▶ [Material for the task]
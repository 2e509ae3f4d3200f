//! SCSI printer (SCLP)
//!
//! The client sends data with one or more PRINT commands and triggers
//! printing with SYNCHRONIZE BUFFER, which runs the configured print command
//! (default `lp -oraw %f`) on the spooled data. `%f` is replaced with the
//! spool file name. STOP PRINT discards the spool.

use std::collections::{BTreeMap, HashMap};
use std::fs::{File, OpenOptions};
use std::io::Write;
use std::path::{Path, PathBuf};
use std::process::Command;

use num_traits::FromPrimitive;

use super::{DeviceState, DeviceType, INQUIRY_PRINTER, ScsiLevel, ScsiTarget};
use crate::scsi::controller::TransferCtx;
use crate::scsi::{
    ASC_INVALID_FIELD_IN_CDB, ScsiCommand, ScsiError, ScsiResult, SenseKey, be24,
};

pub struct ScsiPrinter {
    state: DeviceState,
    spool: Option<(PathBuf, File)>,
}

impl ScsiPrinter {
    pub fn new(id: u8, lun: u8) -> Self {
        let mut state = DeviceState::new(id, lun);
        state.supports_params = true;
        state.ready = true;

        Self { state, spool: None }
    }

    fn spool_path(&self) -> PathBuf {
        std::env::temp_dir().join(format!(
            "remora-print-{}-{}-{}",
            std::process::id(),
            self.state.id,
            self.state.lun
        ))
    }

    fn discard_spool(&mut self) {
        if let Some((path, file)) = self.spool.take() {
            drop(file);
            let _ = std::fs::remove_file(path);
        }
    }

    /// PRINT: receive the data to be printed through a byte-oriented
    /// transfer
    fn print(&mut self, ctx: &mut TransferCtx) -> ScsiResult<()> {
        let length = be24(&ctx.cdb, 2) as usize;
        log::trace!("Receiving {} byte(s) to be printed", length);

        if length > ctx.buffer.len() {
            log::error!(
                "Transfer buffer overflow: buffer size is {} bytes, {} bytes expected",
                ctx.buffer.len(),
                length
            );
            return Err(ScsiError::new(
                SenseKey::IllegalRequest,
                ASC_INVALID_FIELD_IN_CDB,
            ));
        }

        ctx.enter_data_out(length);
        ctx.set_byte_transfer();
        Ok(())
    }

    /// SYNCHRONIZE BUFFER: run the print command on the spooled data
    fn synchronize_buffer(&mut self) -> ScsiResult<()> {
        let Some((path, file)) = self.spool.take() else {
            log::warn!("Missing printer output file");
            return Err(ScsiError::aborted());
        };
        drop(file);

        let mut cmd = self.state.param("cmd");
        let file_position = cmd.find("%f").expect("checked in init");
        cmd.replace_range(file_position..file_position + 2, &path.to_string_lossy());

        log::debug!("Executing '{}'", cmd);

        let result = Command::new("sh").arg("-c").arg(&cmd).status();
        let _ = std::fs::remove_file(&path);

        match result {
            Ok(status) if status.success() => Ok(()),
            _ => {
                log::error!("Printing failed, the printing system might not be configured");
                Err(ScsiError::aborted())
            }
        }
    }
}

impl ScsiTarget for ScsiPrinter {
    fn state(&self) -> &DeviceState {
        &self.state
    }

    fn state_mut(&mut self) -> &mut DeviceState {
        &mut self.state
    }

    fn target_type(&self) -> DeviceType {
        DeviceType::Printer
    }

    fn image_path(&self) -> Option<&Path> {
        None
    }

    fn init(&mut self, params: &HashMap<String, String>) -> bool {
        self.state.set_params(params);

        if !self.state.param("cmd").contains("%f") {
            log::error!("Missing filename specifier %f");
            return false;
        }

        true
    }

    fn inquiry_payload(&self) -> Vec<u8> {
        self.inquiry_common(INQUIRY_PRINTER, ScsiLevel::Scsi2, false)
    }

    fn setup_mode_pages(&self, _pages: &mut BTreeMap<u8, Vec<u8>>, _page: u8, _changeable: bool) {}

    /// Appends the received PRINT data to the spool file
    fn write_bytes(&mut self, ctx: &mut TransferCtx) -> ScsiResult<()> {
        let length = ctx.bytes_to_transfer();

        if self.spool.is_none() {
            let path = self.spool_path();
            match OpenOptions::new()
                .create(true)
                .truncate(true)
                .write(true)
                .open(&path)
            {
                Ok(file) => {
                    log::trace!("Created printer output file '{}'", path.display());
                    self.spool = Some((path, file));
                }
                Err(e) => {
                    log::error!(
                        "Can't create printer output file '{}': {}",
                        path.display(),
                        e
                    );
                    return Err(ScsiError::aborted());
                }
            }
        }

        let (path, file) = self.spool.as_mut().unwrap();
        log::trace!(
            "Appending {} byte(s) to printer output file '{}'",
            length,
            path.display()
        );

        if file.write_all(&ctx.buffer[..length]).is_err() {
            return Err(ScsiError::aborted());
        }

        Ok(())
    }

    fn dispatch_specific(
        &mut self,
        ctx: &mut TransferCtx,
        opcode: u8,
    ) -> Option<ScsiResult<()>> {
        Some(match ScsiCommand::from_u8(opcode)? {
            ScsiCommand::TestUnitReady => {
                // The printer is always ready
                ctx.enter_status();
                Ok(())
            }
            // PRINT shares its opcode with WRITE(6)
            ScsiCommand::Write6 => self.print(ctx),
            ScsiCommand::SynchronizeBuffer => {
                self.synchronize_buffer().map(|()| ctx.enter_status())
            }
            // STOP PRINT shares its opcode with START STOP UNIT
            ScsiCommand::StartStop => {
                self.discard_spool();
                ctx.enter_status();
                Ok(())
            }
            ScsiCommand::Reserve6 | ScsiCommand::Release6 | ScsiCommand::SendDiagnostic => {
                ctx.enter_status();
                Ok(())
            }
            _ => return None,
        })
    }
}

impl Drop for ScsiPrinter {
    fn drop(&mut self) {
        self.discard_spool();
    }
}

#[cfg(test)]
mod tests {
    use super::*;

    fn ctx_with_cdb(cdb: &[u8]) -> TransferCtx {
        let mut ctx = crate::scsi::controller::test_ctx();
        ctx.cdb.try_extend_from_slice(cdb).unwrap();
        ctx
    }

    fn printer_with_cmd(cmd: &str) -> ScsiPrinter {
        let mut printer = ScsiPrinter::new(2, 0);
        printer.state.set_default_params(HashMap::from([
            ("cmd".to_string(), cmd.to_string()),
            ("timeout".to_string(), "30".to_string()),
        ]));
        assert!(printer.init(&HashMap::new()));
        printer
    }

    #[test]
    fn init_requires_filename_specifier() {
        let mut printer = ScsiPrinter::new(2, 0);
        printer.state.set_default_params(HashMap::from([(
            "cmd".to_string(),
            "lp -oraw".to_string(),
        )]));
        assert!(!printer.init(&HashMap::new()));
    }

    #[test]
    fn print_enters_byte_transfer() {
        let mut printer = printer_with_cmd("true %f");
        let mut ctx = ctx_with_cdb(&[0x0A, 0, 0, 0x10, 0x00, 0]);

        printer.dispatch(&mut ctx).unwrap();
        assert_eq!(ctx.length, 0x1000);
    }

    #[test]
    fn synchronize_without_spool_fails() {
        let mut printer = printer_with_cmd("true %f");
        let mut ctx = ctx_with_cdb(&[0x10, 0, 0, 0, 0, 0]);

        assert!(printer.dispatch(&mut ctx).is_err());
    }

    #[test]
    fn spool_and_print_with_stub_command() {
        let mut printer = printer_with_cmd("test -s %f");

        let mut ctx = ctx_with_cdb(&[0x0A, 0, 0, 0, 16, 0]);
        printer.dispatch(&mut ctx).unwrap();

        // Simulate the byte transfer the controller performs
        ctx.buffer[..16].copy_from_slice(b"0123456789abcdef");
        ctx.offset = 16;
        ctx.length = 0;
        ctx.force_bytes_to_transfer(16);
        printer.write_bytes(&mut ctx).unwrap();

        let mut ctx = ctx_with_cdb(&[0x10, 0, 0, 0, 0, 0]);
        printer.dispatch(&mut ctx).unwrap();
    }
}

▶ [What is being asked]
Set out every line from the material that contains the string "configured".

▶ [Answer to the exercise]
//! printing with SYNCHRONIZE BUFFER, which runs the configured print command
                log::error!("Printing failed, the printing system might not be configured");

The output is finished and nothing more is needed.